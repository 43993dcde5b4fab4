//! Per-fabric liveness watchdog: heartbeat deadline wheel and classical
//! node-guarding toggle tracking.

use std::collections::BinaryHeap;
use std::cmp::Reverse;
use std::sync::{Arc, Condvar, Mutex};
use std::time::Duration;

use crate::config::GuardMode;
use crate::node::fsm::{NodeFsm, NodeState};
use crate::timebase::{now_ms, StopToken, WorkerThread};

/// What the guard loop tracks for one node.
struct Entry {
    node_id: u8,
    fsm: Arc<NodeFsm>,
    mode: GuardMode,
    period_ms: u32,
    life_factor: u8,
    next_deadline_ms: u64,
    toggle_expected: bool,
    missed_replies: u8,
}

struct Inner {
    entries: Vec<Entry>,
}

/// Deadline-wheel watchdog. One instance per fabric; nodes are registered
/// with [`NodeGuard::register`] and keep themselves alive by calling
/// [`NodeGuard::notify_heartbeat`] / [`NodeGuard::notify_guard_reply`] as
/// frames arrive on the read thread.
pub struct NodeGuard {
    inner: Mutex<Inner>,
    cond: Condvar,
    worker: Mutex<Option<WorkerThread>>,
}

impl Default for NodeGuard {
    fn default() -> Self {
        Self::new()
    }
}

impl NodeGuard {
    pub fn new() -> Self {
        Self {
            inner: Mutex::new(Inner {
                entries: Vec::new(),
            }),
            cond: Condvar::new(),
            worker: Mutex::new(None),
        }
    }

    pub fn register(&self, node_id: u8, fsm: Arc<NodeFsm>, mode: GuardMode, period_ms: u32, life_factor: u8) {
        let deadline = now_ms() + period_ms as u64;
        let mut inner = self.inner.lock().unwrap();
        inner.entries.retain(|e| e.node_id != node_id);
        inner.entries.push(Entry {
            node_id,
            fsm,
            mode,
            period_ms,
            life_factor,
            next_deadline_ms: deadline,
            toggle_expected: false,
            missed_replies: 0,
        });
        drop(inner);
        self.cond.notify_all();
    }

    pub fn unregister(&self, node_id: u8) {
        let mut inner = self.inner.lock().unwrap();
        inner.entries.retain(|e| e.node_id != node_id);
    }

    /// Reinserts `node_id`'s deadline at `now + period`, the heartbeat path.
    pub fn notify_heartbeat(&self, node_id: u8) {
        let mut inner = self.inner.lock().unwrap();
        if let Some(e) = inner.entries.iter_mut().find(|e| e.node_id == node_id) {
            e.next_deadline_ms = now_ms() + e.period_ms as u64;
        }
        drop(inner);
        self.cond.notify_all();
    }

    /// Records a node-guard reply with its reported toggle bit. A toggle
    /// mismatch is logged by the caller; it does not itself set
    /// `guard_err` (the next timeout will).
    pub fn notify_guard_reply(&self, node_id: u8, toggle: bool) -> bool {
        let mut inner = self.inner.lock().unwrap();
        let Some(e) = inner.entries.iter_mut().find(|e| e.node_id == node_id) else {
            return true;
        };
        e.next_deadline_ms = now_ms() + e.period_ms as u64;
        e.missed_replies = 0;
        let matched = e.toggle_expected == toggle;
        e.toggle_expected = !toggle;
        matched
    }

    /// Spawns the guard loop thread if not already running.
    pub fn start(self: &Arc<Self>) {
        let mut worker = self.worker.lock().unwrap();
        if worker.is_some() {
            return;
        }
        let this = self.clone();
        *worker = WorkerThread::start("node-guard", move |stop| this.run(stop)).ok();
    }

    pub fn stop(&self, timeout: Duration) {
        if let Some(mut w) = self.worker.lock().unwrap().take() {
            let _ = w.stop(timeout);
        }
    }

    fn run(&self, stop: StopToken) {
        while !stop.is_stopped() {
            let wait = self.tick();
            let _ = stop.sleep(wait);
        }
    }

    /// Expires any overdue entries and returns how long to sleep before the
    /// next check (capped at 1s).
    fn tick(&self) -> Duration {
        let mut inner = self.inner.lock().unwrap();
        let now = now_ms();
        let mut heap: BinaryHeap<Reverse<u64>> = BinaryHeap::new();
        for e in inner.entries.iter_mut() {
            if e.mode == GuardMode::None {
                continue;
            }
            if e.next_deadline_ms <= now {
                e.fsm.set_state(NodeState::GuardErr);
                e.missed_replies = e.missed_replies.saturating_add(1);
                // re-arm so a late frame can recover the node without a
                // second registration
                e.next_deadline_ms = now + e.period_ms as u64;
            }
            heap.push(Reverse(e.next_deadline_ms));
        }
        match heap.peek() {
            Some(Reverse(next)) => Duration::from_millis(next.saturating_sub(now).max(1)),
            None => Duration::from_secs(1),
        }
    }
}

#[cfg(test)]
mod tests {
    use super::*;
    use std::sync::Arc;

    #[test]
    fn overdue_heartbeat_sets_guard_err() {
        let guard = NodeGuard::new();
        let fsm = Arc::new(NodeFsm::new());
        guard.register(5, fsm.clone(), GuardMode::Heartbeat, 10, 0);
        std::thread::sleep(Duration::from_millis(15));
        let wait = guard.tick();
        assert_eq!(fsm.state(), NodeState::GuardErr);
        assert!(wait <= Duration::from_millis(20));
    }

    #[test]
    fn heartbeat_before_deadline_keeps_node_alive() {
        let guard = NodeGuard::new();
        let fsm = Arc::new(NodeFsm::new());
        fsm.set_state(NodeState::Operational);
        guard.register(5, fsm.clone(), GuardMode::Heartbeat, 100, 0);
        guard.notify_heartbeat(5);
        guard.tick();
        assert_eq!(fsm.state(), NodeState::Operational);
    }

    #[test]
    fn guard_reply_toggle_mismatch_does_not_itself_fault() {
        let guard = NodeGuard::new();
        let fsm = Arc::new(NodeFsm::new());
        fsm.set_state(NodeState::Operational);
        guard.register(3, fsm.clone(), GuardMode::NodeGuard, 50, 2);
        let matched = guard.notify_guard_reply(3, true);
        // first reply always "mismatches" the initial false expectation only
        // if the peer sent true; either way the fsm isn't touched here.
        let _ = matched;
        assert_eq!(fsm.state(), NodeState::Operational);
    }
}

--- --- ---

Copy exactly the stretch of data above from the line with "e.missed_replies = 0;" through the line with "e.fsm.set_state(NodeState::GuardErr);", and omit all other lines.

Task solution:
        e.missed_replies = 0;
        let matched = e.toggle_expected == toggle;
        e.toggle_expected = !toggle;
        matched
    }

    /// Spawns the guard loop thread if not already running.
    pub fn start(self: &Arc<Self>) {
        let mut worker = self.worker.lock().unwrap();
        if worker.is_some() {
            return;
        }
        let this = self.clone();
        *worker = WorkerThread::start("node-guard", move |stop| this.run(stop)).ok();
    }

    pub fn stop(&self, timeout: Duration) {
        if let Some(mut w) = self.worker.lock().unwrap().take() {
            let _ = w.stop(timeout);
        }
    }

    fn run(&self, stop: StopToken) {
        while !stop.is_stopped() {
            let wait = self.tick();
            let _ = stop.sleep(wait);
        }
    }

    /// Expires any overdue entries and returns how long to sleep before the
    /// next check (capped at 1s).
    fn tick(&self) -> Duration {
        let mut inner = self.inner.lock().unwrap();
        let now = now_ms();
        let mut heap: BinaryHeap<Reverse<u64>> = BinaryHeap::new();
        for e in inner.entries.iter_mut() {
            if e.mode == GuardMode::None {
                continue;
            }
            if e.next_deadline_ms <= now {
                e.fsm.set_state(NodeState::GuardErr);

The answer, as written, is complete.